Introduzione
L’acetamiprid è un insetticida sistemico appartenente alla classe dei neonicotinoidi. È molto efficace contro insetti succhiatori come afidi, cocciniglie e mosche bianche, e trova ampio impiego in diversi tipi di coltivazioni grazie alla sua attività prolungata e modalità di azione specifica.
Meccanismo d’Azione
- Agisce sul sistema nervoso centrale degli insetti, legandosi ai recettori nicotinici dell’acetilcolina.
- Provoca paralisi e morte degli insetti succhiatori.
- Sistema sistemico: si muove all’interno della pianta, proteggendo anche nuove foglie e germogli.
Spettro d’Azione
- Afidi (Aphis spp., Myzus persicae)
- Mosche bianche (Bemisia tabaci, Trialeurodes vaporariorum)
- Cocciniglie
- Trips (in parte)
- Altri insetti succhiatori minori
Colture Trattate
- Ortaggi (pomodoro, lattuga, cetriolo)
- Fruttiferi (melo, pero, pesco)
- Vite
- Floricoltura e ornamentali
Modalità di Impiego
- Applicazione principalmente con irrorazione fogliare.
- Dosaggi variabili, generalmente intorno a 20-40 g/ha o secondo etichetta.
- Protezione duratura, efficace anche con pioggia leggera.
- Possibilità di applicazione in serra e campo aperto.
Vantaggi Agronomici
- Ottima attività su insetti difficili da controllare con altri prodotti.
- Buona selettività verso insetti utili, soprattutto predatori.
- Utilizzabile in rotazione con altri insetticidi per prevenire resistenze.
- Effetto rapido e prolungato.
Impatto Ambientale
- Moderata tossicità per api, con rischio ridotto se usato con precauzioni.
- Rapida degradazione in ambiente e nelle piante.
- Richiede attenzione a dosi e tempi per minimizzare effetti su impollinatori.
Consigli per l’Uso
- Evitare trattamenti durante la fioritura per proteggere le api.
- Alternare con prodotti di diverso meccanismo d’azione.

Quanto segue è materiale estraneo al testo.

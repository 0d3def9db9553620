use chrono::{DateTime, Utc};
use sea_orm::entity::prelude::*;
use sea_orm::{
    ActiveModelTrait, DatabaseConnection, DbErr, EntityTrait, QueryFilter, QueryOrder, Set,
};
use serde::{Deserialize, Serialize};
use strum::{Display, EnumString};

/// What kind of work an assessment collects.
///
/// Quizzes and exams are autograded and produce quiz attempts; assignments
/// collect uploads that an instructor grades by hand.
#[derive(
    Debug,
    Clone,
    Copy,
    PartialEq,
    Eq,
    Hash,
    EnumIter,
    DeriveActiveEnum,
    Display,
    EnumString,
    Serialize,
    Deserialize,
)]
#[serde(rename_all = "snake_case")]
#[strum(serialize_all = "snake_case", ascii_case_insensitive)]
#[sea_orm(rs_type = "String", db_type = "Enum", enum_name = "assessment_kind_enum")]
pub enum AssessmentKind {
    #[sea_orm(string_value = "quiz")]
    Quiz,
    #[sea_orm(string_value = "exam")]
    Exam,
    #[sea_orm(string_value = "assignment")]
    Assignment,
}

impl AssessmentKind {
    /// Whether submissions for this kind are stored as quiz attempts.
    pub fn is_autograded(self) -> bool {
        matches!(self, AssessmentKind::Quiz | AssessmentKind::Exam)
    }
}

#[derive(Clone, Debug, PartialEq, DeriveEntityModel, Serialize)]
#[sea_orm(table_name = "assessments")]
pub struct Model {
    #[sea_orm(primary_key)]
    pub id: i64,
    pub course_id: i64,
    pub title: String,
    pub kind: AssessmentKind,
    /// Minimum score (0-100) counted as a pass.
    pub passing_score: f64,
    pub created_at: DateTime<Utc>,
    pub updated_at: DateTime<Utc>,
}

#[derive(Copy, Clone, Debug, EnumIter, DeriveRelation)]
pub enum Relation {
    #[sea_orm(
        belongs_to = "super::course::Entity",
        from = "Column::CourseId",
        to = "super::course::Column::Id"
    )]
    Course,
}

impl Related<super::course::Entity> for Entity {
    fn to() -> RelationDef {
        Relation::Course.def()
    }
}

impl ActiveModelBehavior for ActiveModel {}

impl Model {
    pub async fn create(
        db: &DatabaseConnection,
        course_id: i64,
        title: &str,
        kind: AssessmentKind,
        passing_score: f64,
    ) -> Result<Self, DbErr> {
        let now = Utc::now();
        let active = ActiveModel {
            course_id: Set(course_id),
            title: Set(title.to_owned()),
            kind: Set(kind),
            passing_score: Set(passing_score),
            created_at: Set(now),
            updated_at: Set(now),
            ..Default::default()
        };
        active.insert(db).await
    }

    pub async fn get_by_id(db: &DatabaseConnection, id: i64) -> Result<Option<Self>, DbErr> {
        Entity::find_by_id(id).one(db).await
    }

    /// Assessments of a course in creation order.
    pub async fn for_course(
        db: &DatabaseConnection,
        course_id: i64,
    ) -> Result<Vec<Self>, DbErr> {
        Entity::find()
            .filter(Column::CourseId.eq(course_id))
            .order_by_asc(Column::CreatedAt)
            .order_by_asc(Column::Id)
            .all(db)
            .await
    }
}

- Rispettare le indicazioni di etichetta per dosi e intervalli di sicurezza.
Conclusione
L’acetamiprid è un insetticida prezioso per la lotta contro afidi e altri insetti succhiatori, grazie alla sua efficacia, sistema d’azione sistemico e buona compatibilità con programmi di difesa integrata. Usato correttamente, è un alleato valido per la protezione delle colture.